Wallace has been called the first known Black serial killer. Like many other criminals who hadn’t gotten caught, the press gave him a lurid nickname: the Taco Bell Strangler. As a manager at the restaurant in Charlotte, North Carolina, he came into contact with many of his victims there. He raped and killed 11 Black women between March 1990 and his arrest in 1994. He didn’t value the lives of his victims, and neither did the criminal legal system.
Community members and victims’ families complained something was wrong.
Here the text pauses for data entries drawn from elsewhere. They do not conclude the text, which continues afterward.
//! Runtime settings, read from a JSON file.
//!
//! Every field has a default, so a settings file only needs the values it
//! changes:
//!
//! ```json
//! { "assetRoot": "content", "logLevel": "debug" }
//! ```

use std::path::Path;

use anyhow::Context;
use serde::{Deserialize, Serialize};

#[derive(Clone, Debug, PartialEq, Serialize, Deserialize)]
#[serde(default, rename_all = "camelCase")]
pub struct Config {
    /// Directory bundled asset names are resolved against.
    pub asset_root: String,
    /// World file loaded at startup, relative to the asset root unless it is a
    /// file path.
    pub world: String,
    /// How long portals stay inactive after a transition.
    pub portal_cooldown_millis: u64,
    /// Default log filter; `RUST_LOG` takes precedence.
    pub log_level: String,
}

impl Default for Config {
    fn default() -> Self {
        Self {
            asset_root: "assets".to_string(),
            world: "worlds/demo_world.json".to_string(),
            portal_cooldown_millis: 2000,
            log_level: "info".to_string(),
        }
    }
}

impl Config {
    pub fn from_json(json: &str) -> anyhow::Result<Self> {
        Ok(serde_json::from_str(json)?)
    }

    pub fn load(path: impl AsRef<Path>) -> anyhow::Result<Self> {
        let path = path.as_ref();
        let json = std::fs::read_to_string(path)
            .with_context(|| format!("Could not read settings from {}", path.display()))?;
        Self::from_json(&json).with_context(|| format!("Invalid settings in {}", path.display()))
    }

    /// Defaults overlaid with `path` if it exists. An invalid file is reported
    /// and ignored.
    pub fn load_or_default(path: impl AsRef<Path>) -> Self {
        let path = path.as_ref();
        if !path.exists() {
            log::debug!("No settings at {}, using defaults", path.display());
            return Self::default();
        }
        match Self::load(path) {
            Ok(config) => {
                log::info!("Settings loaded from {}", path.display());
                config
            }
            Err(e) => {
                log::warn!("{:#}. Keeping default settings", e);
                Self::default()
            }
        }
    }

    pub fn save(&self, path: impl AsRef<Path>) -> anyhow::Result<()> {
        let path = path.as_ref();
        let json = serde_json::to_string_pretty(self)?;
        std::fs::write(path, json)
            .with_context(|| format!("Could not write settings to {}", path.display()))
    }

    pub fn portal_cooldown(&self) -> instant::Duration {
        instant::Duration::from_millis(self.portal_cooldown_millis)
    }
}
//! Everything that turns files into engine data.
//!
//! - `source` decides where the bytes of an asset reference come from
//! - `obj` parses Wavefront OBJ geometry
//! - `texture` decodes images (with a placeholder on failure)
//! - `cache` deduplicates loaded models and textures by path
//! - `scene` reads world and environment descriptions

pub mod cache;
pub mod obj;
pub mod scene;
pub mod source;
pub mod texture;

use std::sync::Arc;

use anyhow::anyhow;

use crate::{
    data_structures::model::Model,
    render::GraphicsBackend,
    resources::source::AssetSource,
};

/// Reads, parses and uploads the OBJ model at `path`.
///
/// Fails if the file cannot be opened or contains no faces.
pub fn load_model_obj(
    source: &AssetSource,
    backend: &Arc<dyn GraphicsBackend>,
    path: &str,
) -> anyhow::Result<Model> {
    let reader = source.open(path)?;
    let parsed = obj::parse(reader, path).ok_or_else(|| anyhow!("No mesh data in {}", path))?;
    let meshes = parsed
        .meshes
        .iter()
        .map(|mesh| mesh.upload(backend))
        .collect();
    Ok(Model::new(&parsed.name, meshes, parsed.bounds))
}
But police were “too busy fighting the war on drugs.” Wallace didn’t fit the assumed mold of a serial murderer, so he was overlooked, just like other serial killers targeting Black women have been.
In response to his trial, police responded with a Band-Aid: heightened staff recruitment. The homicide unit quadrupled in size.
But while serial killers are rare, overarching violence against Black women isn’t. When the criminal legal system portrays violence as committed by a select few criminals, and not systemic - and invents personalities and stereotypes too. It makes serial killers exceptional while Black victims who are already considered disposable fall through the cracks.